Bloomberg Law
Feb. 22, 2022, 11:00 AM

Hogan Lovells Posts 26% Profit Growth After Oracle, IBM Work

Sam Skolnik
Sam Skolnik
Reporter

Hogan Lovells grew profits per equity partner 26% last year as it gained from guiding merger and acquisition deals for companies such as Oracle Corp.

Firm revenue increased 13%, with Hogan Lovells seeing workload growth during the pandemic in areas including litigation, government regulation and intellectual property.

“The key to our success is balance, balance, balance,” Hogan Lovells Chief Executive Officer Miguel Zaldivar said in an inteview.

Zaldivar becomes the latest top 100 firm leader to describe stellar 2021 results. Cadwalader, Wickersham & Taft saw revenue jump 35% to $609 million last year, and profits per equity partner increase by 72% to more than $4 million. Greenberg Traurig grew revenue 17% from a year ago, surpassing $2 billion for the first time.
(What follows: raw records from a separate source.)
use chrono::{DateTime, TimeZone};
use serde::{Deserialize, Serialize};

pub const DEFAULT_JPEG_QUALITY: u8 = 92;
const FILE_PREFIX: &str = "flowdraw";

#[derive(Debug, Clone, Copy, PartialEq, Eq, Default, Serialize, Deserialize)]
#[serde(rename_all = "lowercase")]
pub enum ImageFormat {
    #[default]
    Png,
    Jpeg,
}

impl ImageFormat {
    pub fn extension(self) -> &'static str {
        match self {
            ImageFormat::Png => "png",
            ImageFormat::Jpeg => "jpg",
        }
    }

    pub fn mime_type(self) -> &'static str {
        match self {
            ImageFormat::Png => "image/png",
            ImageFormat::Jpeg => "image/jpeg",
        }
    }

    pub fn supports_alpha(self) -> bool {
        matches!(self, ImageFormat::Png)
    }
}

#[derive(Debug, Clone, PartialEq, Serialize, Deserialize)]
#[serde(default, rename_all = "camelCase")]
pub struct ImageExportOptions {
    pub format: ImageFormat,
    pub transparent_background: bool,
    pub show_grid: bool,
    pub grid_size: f64,
    pub device_pixel_ratio: f64,
    pub jpeg_quality: u8,
}

impl Default for ImageExportOptions {
    fn default() -> Self {
        Self {
            format: ImageFormat::Png,
            transparent_background: false,
            show_grid: true,
            grid_size: 20.0,
            device_pixel_ratio: 1.0,
            jpeg_quality: DEFAULT_JPEG_QUALITY,
        }
    }
}

impl ImageExportOptions {
    pub fn normalized(&self) -> Self {
        let mut options = self.clone();
        if !options.format.supports_alpha() {
            options.transparent_background = false;
        }
        options.jpeg_quality = options.jpeg_quality.clamp(1, 100);
        options
    }

    pub fn density_scale(&self) -> f64 {
        if self.device_pixel_ratio > 1.0 {
            2.0
        } else {
            1.0
        }
    }
}

pub fn export_file_name<Tz>(format: ImageFormat, at: &DateTime<Tz>) -> String
where
    Tz: TimeZone,
    Tz::Offset: std::fmt::Display,
{
    format!(
        "{FILE_PREFIX}-{}.{}",
        at.format("%Y%m%d-%H%M%S"),
        format.extension()
    )
}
The results aren’t surprising given that firms reduced overhead costs such as travel during the pandemic, and home-bound lawyers often worked more hours than usual, said Susan Hackett, CEO of the consultancy Legal Executive Leadership.

“How could they not make more money?” she said in a written statement. “I’d be worried if they hadn’t.”
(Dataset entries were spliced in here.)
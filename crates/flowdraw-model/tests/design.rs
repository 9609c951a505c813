use flowdraw_model::{
    EdgeKind, EdgeStyle, Graph, ImportError, NodeId, NodeKind, NodeShape, Point, export_design,
    export_design_compact, import_design,
};
use proptest::prelude::*;

#[test]
fn rejects_malformed_json() {
    let err = import_design("{ nodes: ").unwrap_err();
    assert!(matches!(err, ImportError::Syntax(_)));
}

#[test]
fn rejects_non_object_roots() {
    for text in ["null", "[]", "42", "\"design\"", "true"] {
        let err = import_design(text).unwrap_err();
        assert!(matches!(err, ImportError::NotAnObject), "accepted {text}");
    }
}

#[test]
fn rejects_wrong_field_shapes() {
    let err = import_design(r#"{"nodes": 3}"#).unwrap_err();
    assert!(matches!(err, ImportError::Schema(_)));

    let err = import_design(r#"{"nodes": [{"id": "node-1", "type": "decision"}]}"#).unwrap_err();
    assert!(matches!(err, ImportError::Schema(_)));
}

#[test]
fn empty_object_gets_defaults() {
    let graph = import_design("{}").expect("import failed");
    assert_eq!(graph, Graph::new());
}

#[test]
fn fills_missing_node_and_edge_fields() {
    let text = r#"{
        "nodes": [
            {"id": "node-4", "type": "END", "x": 10, "y": 20},
            {"id": "node-5"}
        ],
        "edges": [
            {"id": "edge-2", "source": "node-4", "target": "node-5", "type": "conditional_edge"}
        ],
        "nextNodeId": 6
    }"#;
    let graph = import_design(text).expect("import failed");
    assert_eq!(graph.next_node_id, 6);
    assert_eq!(graph.next_edge_id, 1);

    let end = graph.node(&NodeId::from("node-4")).expect("node-4");
    assert_eq!(end.kind, NodeKind::End);
    assert_eq!(end.shape, NodeShape::Rect);
    assert_eq!(end.color, "#EF4444");
    assert_eq!((end.x, end.y, end.width, end.height), (10.0, 20.0, 120.0, 60.0));

    let generic = graph.node(&NodeId::from("node-5")).expect("node-5");
    assert_eq!(generic.kind, NodeKind::Generic);
    assert_eq!(generic.shape, NodeShape::RoundedRect);

    let edge = &graph.edges[0];
    assert_eq!(edge.style, EdgeStyle::Dashed);
    assert_eq!(edge.label, "condition");
    assert_eq!(edge.condition, "");
}

#[test]
fn keeps_dangling_edges_until_pruned() {
    let text = r#"{"edges": [{"id": "edge-1", "source": "node-1", "target": "node-2"}]}"#;
    let mut graph = import_design(text).expect("import failed");
    assert_eq!(graph.edges.len(), 1);
    assert_eq!(graph.prune_dangling_edges(), 1);
    assert!(graph.edges.is_empty());
}

#[test]
fn exports_wire_names() {
    let mut graph = Graph::new();
    let a = graph.add_node(NodeKind::Start, Point::new(20.0, 40.0));
    let b = graph.add_node(NodeKind::Subgraph, Point::new(220.0, 40.0));
    graph.add_edge(&a, &b, EdgeKind::Conditional, false);
    graph.add_tool("search");

    let text = export_design(&graph).expect("export failed");
    assert!(text.contains("\"nextNodeId\": 3"));
    assert!(text.contains("\"type\": \"START\""));
    assert!(text.contains("\"shape\": \"hexagon\""));
    assert!(text.contains("\"type\": \"conditional_edge\""));
    assert!(text.contains("\n  \"edges\""));

    let compact = export_design_compact(&graph).expect("export failed");
    assert!(!compact.contains('\n'));
}

#[test]
fn round_trips_a_built_design() {
    let mut graph = Graph::new();
    let a = graph.add_node(NodeKind::Start, Point::new(20.0, 40.0));
    let b = graph.add_node(NodeKind::Generic, Point::new(220.5, 40.25));
    let tool = graph.add_tool("retriever").expect("tool");
    graph.toggle_tool_on_node(&b, &tool);
    graph.add_edge(&a, &b, EdgeKind::Plain, false);
    graph.add_edge(&b, &b, EdgeKind::Conditional, true);
    graph.delete_node(&a);
    graph
        .node_mut(&b)
        .expect("b")
        .properties
        .insert("retries".to_string(), serde_json::json!({"max": 3}));

    let text = export_design(&graph).expect("export failed");
    let restored = import_design(&text).expect("import failed");
    assert_eq!(restored, graph);
}

fn node_kind() -> impl Strategy<Value = NodeKind> {
    prop::sample::select(NodeKind::ALL.to_vec())
}

fn design_strategy() -> impl Strategy<Value = Graph> {
    (
        prop::collection::vec((node_kind(), -5000.0f64..5000.0, -5000.0f64..5000.0, ".{0,12}"), 0..8),
        prop::collection::vec((0usize..8, 0usize..8, any::<bool>()), 0..10),
        prop::collection::vec("[a-z]{1,8}", 0..4),
    )
        .prop_map(|(nodes, edges, tools)| {
            let mut graph = Graph::new();
            let mut ids = Vec::new();
            for (kind, x, y, label) in nodes {
                let id = graph.add_node(kind, Point::new(x, y));
                graph.node_mut(&id).expect("just added").label = label;
                ids.push(id);
            }
            for (source, target, conditional) in edges {
                if let (Some(source), Some(target)) = (ids.get(source), ids.get(target)) {
                    let kind = if conditional {
                        EdgeKind::Conditional
                    } else {
                        EdgeKind::Plain
                    };
                    graph.add_edge(source, target, kind, true);
                }
            }
            for name in tools {
                if let Some(tool) = graph.add_tool(&name) {
                    if let Some(first) = ids.first() {
                        graph.toggle_tool_on_node(first, &tool);
                    }
                }
            }
            graph
        })
}

proptest! {
    #[test]
    fn export_then_import_is_identity(graph in design_strategy()) {
        let text = export_design(&graph).expect("export failed");
        let restored = import_design(&text).expect("import failed");
        prop_assert_eq!(restored, graph);
    }
}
Hogan increased profits per equity partner to almost $2.5 million while growing revenue to $2.6 billion from $2.3 billion, the firm reported. Revenue per lawyer grew 16.5% to more than $1 million.
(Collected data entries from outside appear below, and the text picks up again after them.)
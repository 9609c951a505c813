use std::collections::BTreeMap;
use std::fs;
use std::io::{self, Read};
use std::path::{Path, PathBuf};

use anyhow::{Context, Result, bail};
use clap::{Args, Parser, Subcommand, ValueEnum};
use flowdraw_editor::{EditorState, ExportSlot, InputEvent};
use flowdraw_layout::{ImageExportOptions, ImageFormat, scene_bounds};
use flowdraw_model::{EdgeKind, Graph};
use flowdraw_skia_render::{RasterOptions, render_to_bytes};
use flowdraw_vector_render::{VectorRenderOptions, render_display_list, render_svg};
use tracing::info;

#[derive(Parser, Debug)]
#[command(author, version, about = "Render and inspect workflow design files", long_about = None)]
struct Cli {
    #[command(subcommand)]
    command: Command,
}

#[derive(Subcommand, Debug)]
enum Command {
    /// Rasterize a design to PNG or JPEG
    Render(RenderArgs),
    /// Write a design as an SVG document
    Svg(SvgArgs),
    /// Re-emit a design in canonical form
    Normalize(NormalizeArgs),
    /// Print a summary of a design
    Inspect(InputArgs),
    /// Apply recorded input events to a design and print the result
    Replay(ReplayArgs),
}

#[derive(Args, Debug)]
struct InputArgs {
    /// Design file; reads stdin when omitted
    design: Option<PathBuf>,
}

#[derive(Copy, Clone, Debug, PartialEq, Eq, ValueEnum)]
enum FormatArg {
    Png,
    Jpeg,
}

impl From<FormatArg> for ImageFormat {
    fn from(value: FormatArg) -> Self {
        match value {
            FormatArg::Png => ImageFormat::Png,
            FormatArg::Jpeg => ImageFormat::Jpeg,
        }
    }
}

#[derive(Args, Debug)]
struct RenderArgs {
    #[command(flatten)]
    input: InputArgs,

    #[arg(short, long, value_enum, default_value_t = FormatArg::Png)]
    format: FormatArg,

    /// Leave the background transparent (PNG only)
    #[arg(long)]
    transparent: bool,

    #[arg(long)]
    no_grid: bool,

    #[arg(long, default_value_t = 20.0)]
    grid_size: f64,

    /// Device pixel ratio; anything above 1 renders at double density
    #[arg(long, default_value_t = 1.0)]
    dpr: f64,

    #[arg(long, default_value_t = flowdraw_layout::DEFAULT_JPEG_QUALITY)]
    quality: u8,

    /// TrueType/OpenType font for labels
    #[arg(long)]
    font: Option<PathBuf>,

    /// Output file; defaults to a timestamped name in the current directory
    #[arg(short, long)]
    out: Option<PathBuf>,
}

#[derive(Args, Debug)]
struct SvgArgs {
    #[command(flatten)]
    input: InputArgs,

    #[arg(long)]
    no_grid: bool,

    #[arg(long, default_value_t = 20.0)]
    grid_size: f64,

    /// Include hit strokes and delete buttons
    #[arg(long)]
    interactive: bool,

    #[arg(short, long)]
    out: Option<PathBuf>,
}

#[derive(Args, Debug)]
struct NormalizeArgs {
    #[command(flatten)]
    input: InputArgs,

    /// Single-line output
    #[arg(long)]
    compact: bool,

    /// Drop edges whose endpoints are missing
    #[arg(long)]
    prune_dangling: bool,
}

#[derive(Args, Debug)]
struct ReplayArgs {
    /// JSON array of input events
    events: PathBuf,

    /// Starting design; an empty design when omitted
    #[arg(long)]
    design: Option<PathBuf>,

    #[arg(long)]
    compact: bool,
}

fn main() -> Result<()> {
    tracing_subscriber::fmt::init();
    let cli = Cli::parse();

    match cli.command {
        Command::Render(args) => render(args),
        Command::Svg(args) => svg(args),
        Command::Normalize(args) => normalize(args),
        Command::Inspect(args) => inspect(args),
        Command::Replay(args) => replay(args),
    }
}

fn read_input(path: Option<&Path>) -> Result<String> {
    match path {
        Some(path) => {
            fs::read_to_string(path).with_context(|| format!("failed to read {}", path.display()))
        }
        None => {
            let mut buffer = String::new();
            io::stdin()
                .read_to_string(&mut buffer)
                .context("failed to read stdin")?;
            Ok(buffer)
        }
    }
}

fn load_editor(path: Option<&Path>) -> Result<EditorState> {
    let text = read_input(path)?;
    let mut editor = EditorState::default();
    editor
        .import_json(&text)
        .context("failed to import design")?;
    Ok(editor)
}

fn write_output(path: Option<&Path>, contents: &[u8]) -> Result<()> {
    match path {
        Some(path) => {
            fs::write(path, contents).with_context(|| format!("failed to write {}", path.display()))
        }
        None => {
            println!("{}", String::from_utf8_lossy(contents));
            Ok(())
        }
    }
}

fn render(args: RenderArgs) -> Result<()> {
    let mut editor = load_editor(args.input.design.as_deref())?;
    editor.set_grid_size(args.grid_size);

    let options = ImageExportOptions {
        format: args.format.into(),
        transparent_background: args.transparent,
        show_grid: !args.no_grid,
        device_pixel_ratio: args.dpr,
        jpeg_quality: args.quality,
        ..ImageExportOptions::default()
    };
    let raster = RasterOptions {
        font_path: args.font,
    };
    let slot = ExportSlot::new();
    let Some(image) = editor.export_image(&slot, &options, |scene, options| {
        render_to_bytes(scene, options, &raster)
    })?
    else {
        bail!("another export is already running");
    };

    let path = args.out.unwrap_or_else(|| PathBuf::from(&image.file_name));
    fs::write(&path, &image.bytes)
        .with_context(|| format!("failed to write {}", path.display()))?;
    info!(path = %path.display(), mime = image.mime_type, "wrote image");
    println!("{}", path.display());
    Ok(())
}

fn svg(args: SvgArgs) -> Result<()> {
    let editor = load_editor(args.input.design.as_deref())?;
    let options = VectorRenderOptions {
        show_grid: !args.no_grid,
        grid_size: flowdraw_editor::clamp_grid_size(args.grid_size),
        interactive: args.interactive,
        viewport: None,
    };
    let list = render_display_list(&editor.scene(), &options);
    write_output(args.out.as_deref(), render_svg(&list).as_bytes())
}

fn normalize(args: NormalizeArgs) -> Result<()> {
    let text = read_input(args.input.design.as_deref())?;
    let mut graph = flowdraw_model::import_design(&text).context("failed to import design")?;
    if args.prune_dangling {
        let pruned = graph.prune_dangling_edges();
        info!(pruned, "removed dangling edges");
    }
    let output = if args.compact {
        flowdraw_model::export_design_compact(&graph)?
    } else {
        flowdraw_model::export_design(&graph)?
    };
    println!("{output}");
    Ok(())
}

fn inspect(args: InputArgs) -> Result<()> {
    let editor = load_editor(args.design.as_deref())?;
    print!("{}", summarize(&editor));
    Ok(())
}

fn replay(args: ReplayArgs) -> Result<()> {
    let mut editor = match args.design.as_deref() {
        Some(path) => load_editor(Some(path))?,
        None => EditorState::default(),
    };
    let events = fs::read_to_string(&args.events)
        .with_context(|| format!("failed to read {}", args.events.display()))?;
    let events: Vec<InputEvent> =
        serde_json::from_str(&events).context("events must be a JSON array of input events")?;

    let changed = events
        .into_iter()
        .map(|event| editor.handle_event(event))
        .filter(|changed| *changed)
        .count();
    info!(changed, "replayed events");

    let output = if args.compact {
        editor.export_json_compact()?
    } else {
        editor.export_json()?
    };
    println!("{output}");
    Ok(())
}

fn summarize(editor: &EditorState) -> String {
    let graph = editor.graph();
    let mut kinds: BTreeMap<&str, usize> = BTreeMap::new();
    for node in &graph.nodes {
        *kinds.entry(node.kind.as_str()).or_default() += 1;
    }

    let mut out = String::new();
    out.push_str(&format!("nodes: {}\n", graph.nodes.len()));
    for (kind, count) in &kinds {
        out.push_str(&format!("  {kind}: {count}\n"));
    }
    let stats = edge_stats(graph);
    out.push_str(&format!("edges: {}\n", graph.edges.len()));
    out.push_str(&format!("  conditional: {}\n", stats.conditional));
    out.push_str(&format!("  self-loops: {}\n", stats.self_loops));
    out.push_str(&format!("  reverse pairs: {}\n", stats.reverse_pairs));
    out.push_str(&format!("  dangling: {}\n", stats.dangling));
    out.push_str(&format!("tools: {}\n", graph.tools.len()));
    for tool in &graph.tools {
        let used = graph
            .nodes
            .iter()
            .filter(|node| node.tools.contains(&tool.id))
            .count();
        out.push_str(&format!("  {} ({used} nodes)\n", tool.name));
    }
    let bounds = scene_bounds(&editor.scene());
    out.push_str(&format!(
        "bounds: {} {} {} {}\n",
        bounds.x, bounds.y, bounds.width, bounds.height
    ));
    out
}

#[derive(Debug, Default, PartialEq, Eq)]
struct EdgeStats {
    conditional: usize,
    self_loops: usize,
    reverse_pairs: usize,
    dangling: usize,
}

fn edge_stats(graph: &Graph) -> EdgeStats {
    let mut stats = EdgeStats::default();
    let mut reversed = 0;
    for edge in &graph.edges {
        if edge.kind == EdgeKind::Conditional {
            stats.conditional += 1;
        }
        if graph.is_dangling(edge) {
            stats.dangling += 1;
        } else if edge.is_self_loop() {
            stats.self_loops += 1;
        } else if graph.has_reverse_edge(edge) {
            reversed += 1;
        }
    }
    // Each pair was counted from both ends.
    stats.reverse_pairs = reversed / 2;
    stats
}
The firm gained from handling Oracle’s acquisition of Cerner Corp., a $28.3 billion deal that aims to provide a health care customer base to spur Oracle’s cloud-computing business.

Hogan also assisted IBM Corp.‘s reorganization of its managed infrastructure services business, ahead of its spinoff into Kyndryl. It aided Papa John’s International Inc. in its dismissal of a securities class action in the Southern District of New York.

Profits rose not just due to general workload growth, but also because of more efficient bill collection and revamped lease agreements for many of its offices, Zaldivar said.

Hogan’s numbers of equity and non-equity partners held steadier during 2021 in comparison to the previous year. The number of equity partners fell to 391 from 412, while the number of non-equity partners rose to 384 from 381.

The firm in its report a year ago said the number of equity partners fell to 412 from 536 in 2019, as the number of non-equity partners rose to 381 from 265.